Raised at the handoff itself when a value cannot cross the boundary under the effective policy. The failure sets differ per policy:

  • Under :frozen: anything Ractor.make_shareable rejects (Procs, lazy enumerators, …), wrapped from the underlying Ractor::Errorplus IO values, rejected proactively. make_shareable does not reject an IO; it would silently freeze the live handle in place, a process-wide side effect on shared resources like loggers or $stdout. Shifty checks for top-level IO before calling it, and the handle is left untouched and usable.
  • Under :isolated: anything Marshal cannot dump — Procs, lazy enumerators, File/IO, StringIO, objects with singleton methods.

The message names the value's class and offers the exits: declare policy: :shared on this worker (raw pass-by-reference), or restructure the value.

Caveat: only a top-level IO is detected under :frozen. An IO nested inside a container ({log: $stdout}) will be silently frozen in place by make_shareable. Declare :shared on workers handling such values.

The silent-loosening asymmetry

Error wrapping only catches motion in the strict direction. Moving looser:frozen/:isolated:shared — never raises: a task that was harmlessly mutating its private copy (or that would have raised) now mutates the live shared value, silently. No exception will ever fire. Before loosening any worker's policy, run the mutation detector — Shifty::Testing.mutates_input?(worker, input) — to learn whether the task mutates its input at all (see Testing-Workers).

#freeze! — locking the topology

The same intentionality argument applies to the pipeline itself: supply= and Gang appends allow a fully assembled pipeline to be rewired mid-stream. #freeze! makes "the pipeline you composed is the pipeline that runs" a guarantee rather than a convention.

pipeline = (source_worker([1, 2, 3]) | relay_worker { |v| v * 2 }).freeze!

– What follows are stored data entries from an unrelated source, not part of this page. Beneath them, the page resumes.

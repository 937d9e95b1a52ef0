// PCM helpers for the interpreter wire format
//
// Samples arrive as normalized f32 in [-1.0, 1.0] and leave as signed 16-bit
// little-endian integers, base64-encoded. Positive samples scale by 32767 and
// negative samples by 32768 so both extremes map onto the full i16 range.

use anyhow::{Context, Result};
use base64::Engine;

/// Scale factor for positive samples
pub const POSITIVE_SCALE: f32 = 32767.0;

/// Scale factor for negative samples
pub const NEGATIVE_SCALE: f32 = 32768.0;

/// Convert one normalized sample to i16 (clamped, truncated toward zero)
pub fn float_to_i16(sample: f32) -> i16 {
    let s = sample.clamp(-1.0, 1.0);
    if s < 0.0 {
        (s * NEGATIVE_SCALE) as i16
    } else {
        (s * POSITIVE_SCALE) as i16
    }
}

/// Convert one i16 sample back to a normalized float
pub fn i16_to_float(sample: i16) -> f32 {
    if sample < 0 {
        sample as f32 / NEGATIVE_SCALE
    } else {
        sample as f32 / POSITIVE_SCALE
    }
}

/// Encode normalized samples as 16-bit little-endian PCM bytes
pub fn encode_pcm16(samples: &[f32]) -> Vec<u8> {
    samples
        .iter()
        .flat_map(|s| float_to_i16(*s).to_le_bytes())
        .collect()
}

/// Decode 16-bit little-endian PCM bytes into normalized samples
///
/// A trailing odd byte is ignored.
pub fn decode_pcm16(bytes: &[u8]) -> Vec<f32> {
    bytes
        .chunks_exact(2)
        .map(|pair| i16_to_float(i16::from_le_bytes([pair[0], pair[1]])))
        .collect()
}

/// Standard (padded) base64 encoding
pub fn encode_base64(bytes: &[u8]) -> String {
    base64::engine::general_purpose::STANDARD.encode(bytes)
}

pub fn decode_base64(encoded: &str) -> Result<Vec<u8>> {
    base64::engine::general_purpose::STANDARD
        .decode(encoded)
        .context("Invalid base64 payload")
}

/// Encode a frame straight to the base64 `pcm16` wire field
pub fn encode_frame(samples: &[f32]) -> String {
    encode_base64(&encode_pcm16(samples))
}

/// Mean absolute sample magnitude (0.0 for an empty frame)
pub fn frame_energy(samples: &[f32]) -> f32 {
    if samples.is_empty() {
        return 0.0;
    }
    let sum: f32 = samples.iter().map(|s| s.abs()).sum();
    sum / samples.len() as f32
}

/// Duration of a mono frame in milliseconds
pub fn frame_duration_ms(sample_count: usize, sample_rate: u32) -> f64 {
    if sample_rate == 0 {
        return 0.0;
    }
    sample_count as f64 / sample_rate as f64 * 1000.0
}

#[cfg(test)]
mod tests {
    use super::*;

    #[test]
    fn test_extremes_do_not_overflow() {
        assert_eq!(float_to_i16(1.0), i16::MAX);
        assert_eq!(float_to_i16(-1.0), i16::MIN);
        assert_eq!(float_to_i16(0.0), 0);
    }

    #[test]
    fn test_out_of_range_is_clamped() {
        assert_eq!(float_to_i16(1.5), i16::MAX);
        assert_eq!(float_to_i16(-7.0), i16::MIN);
    }

    #[test]
    fn test_asymmetric_scaling() {
        // 0.5 * 32767 = 16383.5 -> 16383, -0.5 * 32768 = -16384
        assert_eq!(float_to_i16(0.5), 16383);
        assert_eq!(float_to_i16(-0.5), -16384);
    }

    #[test]
    fn test_little_endian_layout() {
        let bytes = encode_pcm16(&[1.0, -1.0]);
        assert_eq!(bytes, vec![0xFF, 0x7F, 0x00, 0x80]);
    }

    #[test]
    fn test_energy_of_empty_frame() {
        assert_eq!(frame_energy(&[]), 0.0);
    }

    #[test]
    fn test_energy_is_mean_absolute() {
        let energy = frame_energy(&[0.1, -0.1, 0.3, -0.3]);
        assert!((energy - 0.2).abs() < 1e-6);
    }

    #[test]
    fn test_frame_duration() {
        assert!((frame_duration_ms(1600, 16000) - 100.0).abs() < 1e-9);
        assert_eq!(frame_duration_ms(1600, 0), 0.0);
    }
}
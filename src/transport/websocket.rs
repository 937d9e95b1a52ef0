use anyhow::{Context, Result};
use futures::{SinkExt, StreamExt};
use tokio::runtime::Handle;
use tokio::sync::mpsc;
use tokio_tungstenite::tungstenite::Message as WsMessage;
use tracing::{debug, info, warn};

use super::{Connection, EventSink, Transport, TransportEvent};

/// Outbound command for the connection task
#[derive(Debug)]
enum Outbound {
    Text(String),
    Close,
}

/// WebSocket transport; one spawned task per connection
pub struct WebSocketTransport {
    runtime: Handle,
}

impl WebSocketTransport {
    /// Create a transport bound to the current tokio runtime
    pub fn new() -> Result<Self> {
        let runtime = Handle::try_current().context("WebSocket transport requires a tokio runtime")?;
        Ok(Self { runtime })
    }
}

impl Transport for WebSocketTransport {
    fn open(&self, endpoint: &str, events: EventSink) -> Box<dyn Connection> {
        let (tx, rx) = mpsc::unbounded_channel();
        let endpoint = endpoint.to_string();

        self.runtime.spawn(async move {
            run_connection(endpoint, rx, events).await;
        });

        Box::new(WebSocketConnection { tx })
    }

    fn name(&self) -> &str {
        "websocket"
    }
}

struct WebSocketConnection {
    tx: mpsc::UnboundedSender<Outbound>,
}

impl Connection for WebSocketConnection {
    fn send(&self, text: String) -> Result<()> {
        self.tx
            .send(Outbound::Text(text))
            .map_err(|_| anyhow::anyhow!("WebSocket connection task has ended"))
    }

    fn close(&self) {
        let _ = self.tx.send(Outbound::Close);
    }
}

/// Connect, then pump outbound commands and inbound frames until either side closes
async fn run_connection(
    endpoint: String,
    mut outbound_rx: mpsc::UnboundedReceiver<Outbound>,
    events: EventSink,
) {
    info!("Connecting to interpreter at {}", endpoint);

    let ws_stream = match tokio_tungstenite::connect_async(endpoint.as_str()).await {
        Ok((ws_stream, _response)) => ws_stream,
        Err(e) => {
            warn!("Failed to connect to {}: {}", endpoint, e);
            events.emit(TransportEvent::Error(e.to_string()));
            events.emit(TransportEvent::Closed);
            return;
        }
    };

    info!("Connected to interpreter");
    events.emit(TransportEvent::Open);

    let (mut ws_sender, mut ws_receiver) = ws_stream.split();

    loop {
        tokio::select! {
            outbound = outbound_rx.recv() => match outbound {
                Some(Outbound::Text(text)) => {
                    if let Err(e) = ws_sender.send(WsMessage::Text(text.into())).await {
                        warn!("WebSocket send failed: {}", e);
                        events.emit(TransportEvent::Error(e.to_string()));
                        break;
                    }
                }
                Some(Outbound::Close) | None => {
                    debug!("Closing WebSocket");
                    let _ = ws_sender.send(WsMessage::Close(None)).await;
                    break;
                }
            },
            inbound = ws_receiver.next() => match inbound {
                Some(Ok(WsMessage::Text(text))) => {
                    events.emit(TransportEvent::Message(text.as_str().to_owned()));
                }
                Some(Ok(WsMessage::Binary(data))) => match String::from_utf8(data.to_vec()) {
                    Ok(text) => events.emit(TransportEvent::Message(text)),
                    Err(_) => debug!("Ignoring non-UTF-8 binary frame ({} bytes)", data.len()),
                },
                Some(Ok(WsMessage::Close(frame))) => {
                    debug!("Server closed WebSocket: {:?}", frame);
                    break;
                }
                Some(Ok(_)) => {}
                Some(Err(e)) => {
                    warn!("WebSocket receive failed: {}", e);
                    events.emit(TransportEvent::Error(e.to_string()));
                    break;
                }
                None => break,
            },
        }
    }

    info!("WebSocket connection ended");
    events.emit(TransportEvent::Closed);
}
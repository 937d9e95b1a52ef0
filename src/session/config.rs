use serde::{Deserialize, Serialize};

use crate::protocol::TurnMode;
use crate::vad::VadConfig;

/// Configuration for an interpreter session
#[derive(Debug, Clone, Serialize, Deserialize)]
pub struct SessionConfig {
    /// Interpreter socket endpoint (e.g., "ws://localhost:8080/ws/interpret")
    pub endpoint: String,

    /// Language of party A (opaque identifier, not validated here)
    pub from_language: String,

    /// Language of party B
    pub to_language: String,

    /// Turn-taking mode announced in the `start` message
    pub mode: TurnMode,

    /// Sample rate of frames passed to `push_pcm`
    pub sample_rate: u32,

    /// Run the local VAD and send `vad` boundary hints
    pub client_vad: bool,

    /// Local VAD thresholds
    pub vad: VadConfig,
}

impl Default for SessionConfig {
    fn default() -> Self {
        Self {
            endpoint: "ws://localhost:8080/ws/interpret".to_string(),
            from_language: "en".to_string(),
            to_language: "es".to_string(),
            mode: TurnMode::Alternate,
            sample_rate: 16000,
            client_vad: true,
            vad: VadConfig::default(),
        }
    }
}
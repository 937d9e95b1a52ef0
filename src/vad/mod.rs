//! Energy-based voice activity detection
//!
//! The detector classifies each frame as speech or silence by its mean
//! absolute magnitude, then debounces both directions:
//! - sustained speech (`start_ms`) is required before an utterance begins
//! - sustained silence (`silence_ms`) is required before it ends
//! - utterances shorter than `min_utterance_ms` end silently, without `End`
//!
//! It is single pass with no lookahead, so it adds no buffering delay.

use serde::{Deserialize, Serialize};
use tracing::debug;

use crate::audio::pcm::{frame_duration_ms, frame_energy};

/// Detector thresholds
#[derive(Debug, Clone, PartialEq, Serialize, Deserialize)]
#[serde(default)]
pub struct VadConfig {
    /// Mean absolute magnitude at or above which a frame counts as speech
    pub energy_threshold: f32,

    /// Continuous speech required before emitting `Begin`
    pub start_ms: u32,

    /// Continuous silence after speech required before the utterance closes
    pub silence_ms: u32,

    /// Utterances shorter than this close without emitting `End`
    pub min_utterance_ms: u32,
}

impl Default for VadConfig {
    fn default() -> Self {
        Self {
            energy_threshold: 0.015,
            start_ms: 120,
            silence_ms: 450,
            min_utterance_ms: 280,
        }
    }
}

/// Utterance boundary
#[derive(Debug, Clone, Copy, PartialEq, Eq, Hash, Serialize, Deserialize)]
#[serde(rename_all = "lowercase")]
pub enum VadEvent {
    Begin,
    End,
}

/// Counter snapshot, mostly useful for diagnostics and tests
#[derive(Debug, Clone, Copy, PartialEq, Default, Serialize)]
pub struct VadState {
    pub speaking: bool,
    pub speech_accumulated_ms: f64,
    pub silence_accumulated_ms: f64,
    pub utterance_duration_ms: f64,
}

pub struct VoiceActivityDetector {
    config: VadConfig,
    sample_rate: u32,
    state: VadState,
}

impl VoiceActivityDetector {
    pub fn new(config: VadConfig, sample_rate: u32) -> Self {
        Self {
            config,
            sample_rate,
            state: VadState::default(),
        }
    }

    pub fn config(&self) -> &VadConfig {
        &self.config
    }

    pub fn is_speaking(&self) -> bool {
        self.state.speaking
    }

    pub fn snapshot(&self) -> VadState {
        self.state
    }

    /// Clear all counters and the speaking flag
    pub fn reset(&mut self) {
        self.state = VadState::default();
    }

    /// Feed one frame; returns a boundary when one is crossed
    pub fn process(&mut self, samples: &[f32]) -> Option<VadEvent> {
        let energy = frame_energy(samples);
        let frame_ms = frame_duration_ms(samples.len(), self.sample_rate);
        let state = &mut self.state;

        state.utterance_duration_ms += frame_ms;

        if energy >= self.config.energy_threshold {
            state.speech_accumulated_ms += frame_ms;
            state.silence_accumulated_ms = 0.0;

            if !state.speaking && state.speech_accumulated_ms >= self.config.start_ms as f64 {
                state.speaking = true;
                state.utterance_duration_ms = 0.0;
                debug!("VAD begin (energy={:.4})", energy);
                return Some(VadEvent::Begin);
            }
        } else {
            state.silence_accumulated_ms += frame_ms;
            state.speech_accumulated_ms = 0.0;

            if state.speaking && state.silence_accumulated_ms >= self.config.silence_ms as f64 {
                let long_enough =
                    state.utterance_duration_ms >= self.config.min_utterance_ms as f64;
                debug!(
                    "VAD utterance closed after {:.0}ms (emitted={})",
                    state.utterance_duration_ms, long_enough
                );

                state.speaking = false;
                state.utterance_duration_ms = 0.0;
                state.silence_accumulated_ms = 0.0;

                if long_enough {
                    return Some(VadEvent::End);
                }
            }
        }

        None
    }
}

pipeline.shift                 #=> 2      — a frozen pipeline still runs
pipeline.supply = other_source #=> raises FrozenError

What you need to know:

  • #freeze! locks the node you call it on and everything upstream via the supply chain — so call it on the pipeline's tail. Freezing a mid-chain node leaves downstream nodes mutable.
  • Worker closure and context state stay mutable — only the topology freezes. Stateful workers (batch, trailing, custom accumulators) keep working.
  • Freezing a Gang locks its roster membership as well: append (and any roster mutation) raises FrozenError afterward. The freeze walk continues past the gang to upstream workers.
  • Each worker materializes its lazy state (default task, Fiber) before freezing, so freezing can't surprise it mid-shift. Which is also why you should call #freeze! and not plain Object#freeze — bare freeze skips that materialization and will break the worker at its next shift.
  • As noted above, a #freeze!-d pipeline cannot recover from a PolicyViolation (no Fiber rebuild).
  • #freeze! returns its receiver, so it chains: (a | b | c).with_policy(:frozen).freeze!.